# [SOLVED] Full Spectrum Warrior Lagg problem



## silence303 (Mar 21, 2009)

Ok,my problem is simple.The game is lagging like ****.The odd thing is,that I played the game about an year ago and it worked fine.What I think is the problem is that the game doesn't accept my settings change.You see,my video card is nVidia FX5700LE,but my procesor is very slow,about 1GHZ.So usually games are fooled,and the default settings they chose for me can't be handled by my procesor,so I change them to lower,and everything is fine....But this game just won't change it's settings...It says that it's running on 640-480,but it is actually running on 1280-1024.....I'm not even sure the resolution is the problem in the case.....Please help


----------



## Darojax (Apr 10, 2009)

*Re: Full Spectrum Warrior Lagg problem*

I have the exact same problem.

The game is extremely laggy, impossible to play, this even starts with the THQ logo, with the sound breaking up really bad. It's not a slow hardware issue, I am running a 2.83GHz Quad Core Processor and an NVIDIA GeForce GTX280 graphics card, enough to make Crysis play like running water.
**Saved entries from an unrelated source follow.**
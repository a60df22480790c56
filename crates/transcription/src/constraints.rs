//! Variable bounds and nonlinear rows of the transcribed problem.
//!
//! Boundary conditions and path limits are both expressed as bounds and always intersected, so
//! a boundary node never loses a path constraint.

use descent_dynamics::{CONTROL_DIM, ControlComponent, STATE_DIM, StateComponent};
use serde::{Deserialize, Serialize};

use crate::layout::VariableLayout;
use crate::problem::{TranscriptionError, TrajectoryProblem};

/// Default touchdown attitude tolerance (0.1°).
pub const DEFAULT_ATTITUDE_TOLERANCE_RAD: f64 = 0.1 * std::f64::consts::PI / 180.0;
/// Default touchdown angular-rate tolerance.
pub const DEFAULT_RATE_TOLERANCE_RAD_S: f64 = 0.01;

/// Landing point and velocity.
#[derive(Debug, Clone, Copy, PartialEq, Default, Serialize, Deserialize)]
pub struct TerminalTarget {
    pub x_m: f64,
    pub y_m: f64,
    #[serde(default)]
    pub vx_m_s: f64,
    #[serde(default)]
    pub vy_m_s: f64,
}

/// How the terminal position and velocity are enforced.
#[derive(Debug, Clone, Copy, PartialEq, Default, Serialize, Deserialize)]
pub enum TerminalMode {
    /// Position and velocity equal the target.
    #[default]
    Exact,
    /// Position and velocity within per-axis tolerances of the target.
    Band {
        position_tolerance_m: f64,
        velocity_tolerance_m_s: f64,
    },
}

#[derive(Debug, Clone, Copy, PartialEq, Serialize, Deserialize)]
pub struct TerminalConditions {
    pub target: TerminalTarget,
    pub mode: TerminalMode,
    pub attitude_tolerance_rad: f64,
    pub rate_tolerance_rad_s: f64,
    /// Upper bound on touchdown speed, only meaningful with [`TerminalMode::Band`].
    pub touchdown_speed_m_s: Option<f64>,
}

impl Default for TerminalConditions {
    fn default() -> Self {
        Self {
            target: TerminalTarget::default(),
            mode: TerminalMode::Exact,
            attitude_tolerance_rad: DEFAULT_ATTITUDE_TOLERANCE_RAD,
            rate_tolerance_rad_s: DEFAULT_RATE_TOLERANCE_RAD_S,
            touchdown_speed_m_s: None,
        }
    }
}

impl TerminalConditions {
    /// Whether the touchdown speed row is part of the problem.
    pub fn has_speed_row(&self) -> bool {
        matches!(self.mode, TerminalMode::Band { .. }) && self.touchdown_speed_m_s.is_some()
    }
}

/// Constraints applied at every node.
#[derive(Debug, Clone, Copy, PartialEq, Serialize, Deserialize)]
pub struct PathLimits {
    /// Keep `y >= 0` at every node.
    pub altitude_floor: bool,
    pub max_tilt_rad: Option<f64>,
    pub max_angular_rate_rad_s: Option<f64>,
}

impl Default for PathLimits {
    fn default() -> Self {
        Self {
            altitude_floor: true,
            max_tilt_rad: None,
            max_angular_rate_rad_s: None,
        }
    }
}

/// One violated bound or row, in problem units.
#[derive(Debug, Clone, PartialEq, Serialize)]
pub struct ConstraintViolation {
    pub label: String,
    pub magnitude: f64,
}

/// Resolved bounds for every decision variable plus the nonlinear row bounds.
#[derive(Debug, Clone)]
pub struct ConstraintSet {
    layout: VariableLayout,
    pub lower: Vec<f64>,
    pub upper: Vec<f64>,
    speed_limit: Option<f64>,
}

fn intersect(
    node: usize,
    component: &'static str,
    (lo_a, hi_a): (f64, f64),
    (lo_b, hi_b): (f64, f64),
) -> Result<(f64, f64), TranscriptionError> {
    let lower = lo_a.max(lo_b);
    let upper = hi_a.min(hi_b);
    if lower > upper {
        return Err(TranscriptionError::InconsistentBounds {
            node,
            component,
            lower,
            upper,
        });
    }
    Ok((lower, upper))
}

const FREE: (f64, f64) = (f64::NEG_INFINITY, f64::INFINITY);

impl ConstraintSet {
    pub fn build(problem: &TrajectoryProblem) -> Result<Self, TranscriptionError> {
        let n = problem.intervals;
        let layout = VariableLayout::new(n);
        let params = &problem.params;
        let mut lower = vec![f64::NEG_INFINITY; layout.num_variables()];
        let mut upper = vec![f64::INFINITY; layout.num_variables()];

        let path = |component: StateComponent| -> (f64, f64) {
            match component {
                StateComponent::Y if problem.path.altitude_floor => (0.0, f64::INFINITY),
                StateComponent::Theta => problem.path.max_tilt_rad.map_or(FREE, |t| (-t, t)),
                StateComponent::Omega => problem
                    .path
                    .max_angular_rate_rad_s
                    .map_or(FREE, |w| (-w, w)),
                StateComponent::Mass => (params.dry_mass_kg, params.wet_mass_kg()),
                _ => FREE,
            }
        };

        let initial = problem.initial_state.to_array();
        let terminal = &problem.terminal;
        let target = [
            terminal.target.x_m,
            terminal.target.y_m,
            terminal.target.vx_m_s,
            terminal.target.vy_m_s,
        ];

        for k in 0..=n {
            for component in StateComponent::ALL {
                let i = component.index();
                let mut range = path(component);
                if k == 0 {
                    range = intersect(k, component.label(), range, (initial[i], initial[i]))?;
                }
                if k == n {
                    let boundary = match (component, terminal.mode) {
                        (
                            StateComponent::X
                            | StateComponent::Y
                            | StateComponent::Vx
                            | StateComponent::Vy,
                            TerminalMode::Exact,
                        ) => (target[i], target[i]),
                        (
                            StateComponent::X | StateComponent::Y,
                            TerminalMode::Band {
                                position_tolerance_m,
                                ..
                            },
                        ) => (target[i] - position_tolerance_m, target[i] + position_tolerance_m),
                        (
                            StateComponent::Vx | StateComponent::Vy,
                            TerminalMode::Band {
                                velocity_tolerance_m_s,
                                ..
                            },
                        ) => (
                            target[i] - velocity_tolerance_m_s,
                            target[i] + velocity_tolerance_m_s,
                        ),
                        (StateComponent::Theta, _) => (
                            -terminal.attitude_tolerance_rad,
                            terminal.attitude_tolerance_rad,
                        ),
                        (StateComponent::Omega, _) => {
                            (-terminal.rate_tolerance_rad_s, terminal.rate_tolerance_rad_s)
                        }
                        _ => FREE,
                    };
                    range = intersect(k, component.label(), range, boundary)?;
                }
                let idx = layout.state(k, i);
                lower[idx] = range.0;
                upper[idx] = range.1;
            }
        }

        let control_bounds = control_bounds(problem);
        for k in 0..n {
            for j in 0..CONTROL_DIM {
                let idx = layout.control(k, j);
                lower[idx] = control_bounds[j].0;
                upper[idx] = control_bounds[j].1;
            }
        }

        let speed_limit = if terminal.has_speed_row() {
            terminal.touchdown_speed_m_s
        } else {
            None
        };

        Ok(Self {
            layout,
            lower,
            upper,
            speed_limit,
        })
    }

    pub fn layout(&self) -> &VariableLayout {
        &self.layout
    }

    /// Defect rows plus the optional touchdown speed row.
    pub fn num_rows(&self) -> usize {
        self.layout.num_defect_rows() + usize::from(self.speed_limit.is_some())
    }

    pub fn speed_limit(&self) -> Option<f64> {
        self.speed_limit
    }

    /// Row index of the touchdown speed row, if present.
    pub fn speed_row(&self) -> Option<usize> {
        self.speed_limit.map(|_| self.layout.num_defect_rows())
    }

    pub fn row_bounds(&self, lower: &mut [f64], upper: &mut [f64]) {
        let defects = self.layout.num_defect_rows();
        lower[..defects].fill(0.0);
        upper[..defects].fill(0.0);
        if let (Some(row), Some(limit)) = (self.speed_row(), self.speed_limit) {
            lower[row] = f64::NEG_INFINITY;
            upper[row] = limit * limit;
        }
    }

    /// Human-readable name of a decision variable.
    pub fn variable_label(&self, index: usize) -> String {
        let states = self.layout.num_state_vars();
        if index < states {
            let node = index / STATE_DIM;
            format!("state[{node}].{}", StateComponent::ALL[index % STATE_DIM].label())
        } else {
            let rel = index - states;
            let node = rel / CONTROL_DIM;
            format!("control[{node}].{}", ControlComponent::ALL[rel % CONTROL_DIM].label())
        }
    }

    pub fn row_label(&self, row: usize) -> String {
        if Some(row) == self.speed_row() {
            return "touchdown_speed".to_string();
        }
        let interval = row / STATE_DIM;
        format!(
            "dynamics[{interval}].{}",
            StateComponent::ALL[row % STATE_DIM].label()
        )
    }

    /// Every violated bound and row at `x` given row values `g`, largest first.
    pub fn violations(&self, x: &[f64], g: &[f64]) -> Vec<ConstraintViolation> {
        let mut out = Vec::new();
        for (i, value) in x.iter().enumerate() {
            let excess = (self.lower[i] - value).max(value - self.upper[i]);
            if excess > 0.0 || !value.is_finite() {
                out.push(ConstraintViolation {
                    label: self.variable_label(i),
                    magnitude: if value.is_finite() { excess } else { f64::INFINITY },
                });
            }
        }
        let mut row_lower = vec![0.0; self.num_rows()];
        let mut row_upper = vec![0.0; self.num_rows()];
        self.row_bounds(&mut row_lower, &mut row_upper);
        for (row, value) in g.iter().enumerate() {
            let excess = (row_lower[row] - value).max(value - row_upper[row]);
            if excess > 0.0 || !value.is_finite() {
                out.push(ConstraintViolation {
                    label: self.row_label(row),
                    magnitude: if value.is_finite() { excess } else { f64::INFINITY },
                });
            }
        }
        out.sort_by(|a, b| b.magnitude.total_cmp(&a.magnitude));
        out
    }
}

/// Actuator bounds `[T, δ, F_L, F_R]`.
pub fn control_bounds(problem: &TrajectoryProblem) -> [(f64, f64); CONTROL_DIM] {
    let p = &problem.params;
    [
        (p.min_thrust_n, p.max_thrust_n),
        (-p.max_gimbal_rad, p.max_gimbal_rad),
        (0.0, p.max_rcs_force_n),
        (0.0, p.max_rcs_force_n),
    ]
}

#[cfg(test)]
mod tests {
    use super::*;
    use descent_dynamics::State;
    use descent_vehicle::RocketParameters;

    fn problem() -> TrajectoryProblem {
        TrajectoryProblem::new(
            RocketParameters::default(),
            State {
                y: 800.0,
                vy: -10.0,
                mass: 28_000.0,
                ..State::default()
            },
            4,
            0.5,
        )
    }

    #[test]
    fn initial_and_exact_terminal_nodes_are_fixed() {
        let set = ConstraintSet::build(&problem()).unwrap();
        let layout = set.layout();
        let y0 = layout.state(0, StateComponent::Y.index());
        assert_eq!((set.lower[y0], set.upper[y0]), (800.0, 800.0));
        let vy_n = layout.state(4, StateComponent::Vy.index());
        assert_eq!((set.lower[vy_n], set.upper[vy_n]), (0.0, 0.0));
        let m_n = layout.state(4, StateComponent::Mass.index());
        assert_eq!((set.lower[m_n], set.upper[m_n]), (22_000.0, 28_000.0));
    }

    #[test]
    fn band_mode_keeps_altitude_floor_at_touchdown() {
        let mut p = problem();
        p.terminal.mode = TerminalMode::Band {
            position_tolerance_m: 2.0,
            velocity_tolerance_m_s: 1.0,
        };
        let set = ConstraintSet::build(&p).unwrap();
        let y_n = set.layout().state(4, StateComponent::Y.index());
        assert_eq!((set.lower[y_n], set.upper[y_n]), (0.0, 2.0));
    }

    #[test]
    fn initial_state_outside_path_limits_is_rejected() {
        let mut p = problem();
        p.initial_state.mass = 30_000.0;
        let err = ConstraintSet::build(&p).unwrap_err();
        assert!(matches!(
            err,
            TranscriptionError::InconsistentBounds {
                node: 0,
                component: "mass",
                ..
            }
        ));
    }

    #[test]
    fn speed_row_only_exists_in_band_mode() {
        let mut p = problem();
        p.terminal.touchdown_speed_m_s = Some(2.0);
        assert_eq!(ConstraintSet::build(&p).unwrap().num_rows(), 28);
        p.terminal.mode = TerminalMode::Band {
            position_tolerance_m: 1.0,
            velocity_tolerance_m_s: 2.0,
        };
        let set = ConstraintSet::build(&p).unwrap();
        assert_eq!(set.num_rows(), 29);
        assert_eq!(set.row_label(28), "touchdown_speed");
        assert_eq!(set.row_label(9), "dynamics[1].vx");
    }
}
I've tried installing the latest drivers for the graphics card, have Direct X9c installed, tried both Windows Vista and WindowsXP, still game is extremely jerky.

Would appreciate any ideas that could help to solve this problem, thanks!


----------



## McNinja (Jun 22, 2008)

*Re: Full Spectrum Warrior Lagg problem*

try running it under compatibility mode win 2000 or earlier nd admin
Vista
right click on the "exe" 
properties
compatibility
run as Win 98
run as Admin

XP 
right click on the "exe"
properties
run as
start it as win 98 and admin


----------



## Jason09 (Jan 3, 2009)

*Re: Full Spectrum Warrior Lagg problem*

Is this online or offline?


----------



## Darojax (Apr 10, 2009)

*Re: Full Spectrum Warrior Lagg problem*

Thanks for the suggestions, however,

when running the game in compatibility mode, the game simply crashes instead, giving an "Access violation error". This is in both Windows XP and Windows Vista.

The jerkyness starts immdeiately with the game, even when the initial THQ logo appears, so you could say it is offline, I guess.

Thanks for trying to help.


----------



## McNinja (Jun 22, 2008)

*Re: Full Spectrum Warrior Lagg problem*

maybe your PSU is worn out

download everest and see if it report the voltages for the 12v 
http://majorgeeks.com/download4181.html

try SIW too
http://www.gtopala.com/


----------



## Darojax (Apr 10, 2009)

*Re: Full Spectrum Warrior Lagg problem*

:sigh:

Again, thanks for all the attempts to assist.

The computer is brand new, so I doubt anything is worn out in it. I did however, download EVEREST Home Edition, and the Voltage levels looks good.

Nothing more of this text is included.